Il est clair, enfin, qu’une partie des Juifs - parmi ceux qui ne l’ont pas encore fait - va finir par se détacher du projet du sionisme politique. Mais elle ne le fera que lorsque le peuple palestinien aura déterminé de façon significative le cours principal de la lutte contre ce projet. C’est alors seulement que l’attachement de cette partie des Juifs à la terre de Palestine entrera en conflit avec ce que le projet sioniste implique d’oppression du peuple palestinien et qu’il lui faudra choisir. Et tous les premiers indices vont dans ce sens : sans les deux intifadas, pas de refuzniks, pas de « nouveaux historiens israéliens », pas d’associations communes de lutte contre les destructions de maisons, contre les barrages de contrôle militaire, contre le Mur, etc… Mieux : même les concessions dérisoires faites par l’Etat sioniste à Oslo n’auraient pas été possibles.

Les pressions euro-américaines

Le sixième argument consiste à dire que ceux qui pourraient « exercer des pressions sur Israël » [les Etats-Unis et l’Europe principalement] ne sont prêts à le faire que dans le cadre de l’option des deux Etats.

Un : c’est faux, ils ne sont prêts que pour la solution des bantoustans, avec annexion des grands blocs de colonies [3], maintien du contrôle militaire sioniste sur cet « Etat » et prise en charge d’une partie de la répression des Palestiniens par les Palestiniens eux-mêmes. Et c’est tout ! Faire croire le contraire est soit de l’aveuglement, soit de la tromperie à des fins inavouables.
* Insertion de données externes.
use std::collections::BTreeSet;

use alloy_primitives::Address;
use tracing::info;

use crate::errors::RegistryError;

/// Tokens vetted for trading.
#[derive(Clone, Debug)]
pub struct TokenPriceRegistry {
    admin: Address,
    tradable: BTreeSet<Address>,
}

impl TokenPriceRegistry {
    pub fn new(admin: Address) -> Self {
        Self {
            admin,
            tradable: BTreeSet::new(),
        }
    }

    pub fn admin(&self) -> Address {
        self.admin
    }

    pub fn set_tradable_for_token_list(
        &mut self,
        caller: Address,
        tokens: &[Address],
        flags: &[bool],
    ) -> Result<(), RegistryError> {
        if caller != self.admin {
            return Err(RegistryError::NotAdmin(caller));
        }
        if tokens.len() != flags.len() {
            return Err(RegistryError::LengthMismatch {
                addresses: tokens.len(),
                flags: flags.len(),
            });
        }
        for (token, &tradable) in tokens.iter().zip(flags) {
            if tradable {
                self.tradable.insert(*token);
            } else {
                self.tradable.remove(token);
            }
            info!(%token, tradable, "token tradability updated");
        }
        Ok(())
    }

    pub fn is_tradable(&self, token: Address) -> bool {
        self.tradable.contains(&token)
    }
}
use std::collections::HashMap;

use alloy_primitives::{Address, U256};

use crate::chain::ExecutionFault;

/// Balances and allowances; the native asset is kept under [`wallet_guard_types::ETH_TOKEN`].
#[derive(Clone, Debug, Default, PartialEq, Eq)]
pub struct Ledger {
    balances: HashMap<(Address, Address), U256>,
    allowances: HashMap<(Address, Address, Address), U256>,
}

impl Ledger {
    pub fn balance_of(&self, token: Address, holder: Address) -> U256 {
        self.balances.get(&(token, holder)).copied().unwrap_or_default()
    }

    pub fn mint(&mut self, token: Address, holder: Address, amount: U256) {
        let balance = self.balances.entry((token, holder)).or_default();
        *balance = balance.saturating_add(amount);
    }

    pub fn transfer(&mut self, token: Address, from: Address, to: Address, amount: U256) -> Result<(), ExecutionFault> {
        let available = self.balance_of(token, from);
        if available < amount {
            return Err(ExecutionFault::revert("insufficient balance"));
        }
        if from == to || amount.is_zero() {
            return Ok(());
        }
        self.balances.insert((token, from), available - amount);
        self.mint(token, to, amount);
        Ok(())
    }

    pub fn allowance(&self, token: Address, owner: Address, spender: Address) -> U256 {
        self.allowances.get(&(token, owner, spender)).copied().unwrap_or_default()
    }

    pub fn approve(&mut self, token: Address, owner: Address, spender: Address, amount: U256) {
        self.allowances.insert((token, owner, spender), amount);
    }

    /// Decrease an allowance; `U256::MAX` means unlimited and is never decreased.
    pub fn spend_allowance(
        &mut self,
        token: Address,
        owner: Address,
        spender: Address,
        amount: U256,
    ) -> Result<(), ExecutionFault> {
        let current = self.allowance(token, owner, spender);
        if current == U256::MAX {
            return Ok(());
        }
        if current < amount {
            return Err(ExecutionFault::revert("insufficient allowance"));
        }
        self.approve(token, owner, spender, current - amount);
        Ok(())
    }
}
use alloy_primitives::{Address, Bytes, U256};
use alloy_sol_types::SolCall;
use serde::{Deserialize, Serialize};

use crate::{
    abi::{IRelayModule, Transaction},
    calls::Call,
};

/// Length of one `r || s || v` signature.
pub const SIGNATURE_LEN: usize = 65;

/// Which signer set must approve a relayed batch.
#[derive(Clone, Copy, Debug, Default, PartialEq, Eq, Serialize, Deserialize)]
#[serde(rename_all = "snake_case")]
pub enum SignerRequirement {
    /// The wallet owner alone.
    #[default]
    Owner,
    /// The owner plus a majority (rounded up) of the wallet's guardians.
    OwnerAndGuardians,
}

/// A signed batch handed to the module by a relayer.
#[derive(Clone, Debug, PartialEq, Eq, Serialize, Deserialize)]
pub struct RelayedTransaction {
    pub wallet: Address,
    pub calls: Vec<Call>,
    /// `(timestamp << 128) | sequence`, see [`compose_nonce`].
    pub nonce: U256,
    #[serde(default)]
    pub signer_requirement: SignerRequirement,
    /// Concatenated 65-byte signatures, owner first then guardians by ascending address.
    #[serde(default)]
    pub signatures: Bytes,
    #[serde(default)]
    pub gas_price: U256,
    pub gas_limit: u64,
    pub refund_token: Address,
    /// Zero means "refund the relayer".
    #[serde(default)]
    pub refund_address: Address,
    /// Submitting party; not covered by the signatures.
    pub relayer: Address,
}

impl RelayedTransaction {
    /// ABI calldata the signers approve: `multiCall` or `multiCallWithGuardians`.
    pub fn call_data(&self) -> Vec<u8> {
        let transactions: Vec<Transaction> = self.calls.iter().map(Transaction::from).collect();
        match self.signer_requirement {
            SignerRequirement::Owner => IRelayModule::multiCallCall {
                wallet: self.wallet,
                transactions,
            }
            .abi_encode(),
            SignerRequirement::OwnerAndGuardians => IRelayModule::multiCallWithGuardiansCall {
                wallet: self.wallet,
                transactions,
            }
            .abi_encode(),
        }
    }

    /// Number of 65-byte signatures carried, or `None` if the blob is not a whole multiple.
    pub fn signature_count(&self) -> Option<usize> {
        if self.signatures.len() % SIGNATURE_LEN != 0 {
            return None;
        }
        Some(self.signatures.len() / SIGNATURE_LEN)
    }

    /// Refund destination after applying the "zero means relayer" rule.
    pub fn refund_destination(&self) -> Address {
        if self.refund_address == Address::ZERO {
            self.relayer
        } else {
            self.refund_address
        }
    }
}

/// Build a nonce embedding `timestamp` in the high 128 bits.
pub fn compose_nonce(timestamp: u64, sequence: u64) -> U256 {
    (U256::from(timestamp) << 128usize) | U256::from(sequence)
}

/// Timestamp embedded in a nonce; saturates so oversized values read as "far future".
pub fn nonce_timestamp(nonce: U256) -> u64 {
    u64::try_from(nonce >> 128usize).unwrap_or(u64::MAX)
}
Deux : C’est une erreur très grave de faire dépendre le sort des Palestiniens du bon vouloir précisément des alliés de l’Etat sioniste, qu’ils soient européens ou américains. L’expérience historique montre en effet que, dans sa lutte contre un oppresseur – n’importe lequel - , si l’opprimé choisit comme alliés ceux de son oppresseur, il voue cette lutte à un échec certain.

Trois : les possibles « pressions » des Etats-Unis sont en fait continuellement neutralisées par le poids du lobby sioniste à la veille des élections pour la présidence ou pour le Congrès aux Etats-Unis et, actuellement, par la conjoncture politique au Moyen-Orient. Aucun gouvernement américain, dans le cadre du maintien de l’hégémonie régionale de son pays, ne peut se permettre le luxe de déstabiliser par des « pressions » un allié sûr (L’Etat sioniste), alors qu’il a le Hezbollah au Liban, le Hamas et le Jihad en Palestine, la résistance en Irak, des velléités de puissance régionale en Iran, alors que des régimes alliés (Maroc, Tunisie, Egypte) sont menacés par une situation sociale explosive, alors que d’autres alliés traditionnels (Jordanie, Arabie Saoudite) font face à la montée d’une forte contestation intérieure, alors que la Syrie continue de jouer son propre jeu et que cela pose problème pour ce qui se passe tant en Irak qu’au Liban. Résultat : les possibles « pressions américaines », pour « donner un Etat » digne de ce nom aux Palestiniens, c’est du vent !

La volonté du peuple palestinien

Le septième argument est souvent avancé quand, au sein du mouvement de solidarité, la défense de l’option des deux états est à bout d’arguments. Il consiste à dire que le Peuple palestinien et les dirigeants du peuple palestinien veulent deux Etats et nous ne pouvons que soutenir leur choix.

Notons d’abord qu’il n’est pas prouvé que le peuple palestinien « veut » cela, majoritairement. Sinon tant la deuxième intifada en 2000 que le désaveu électoral du Fatah en 2006 deviendraient incompréhensibles.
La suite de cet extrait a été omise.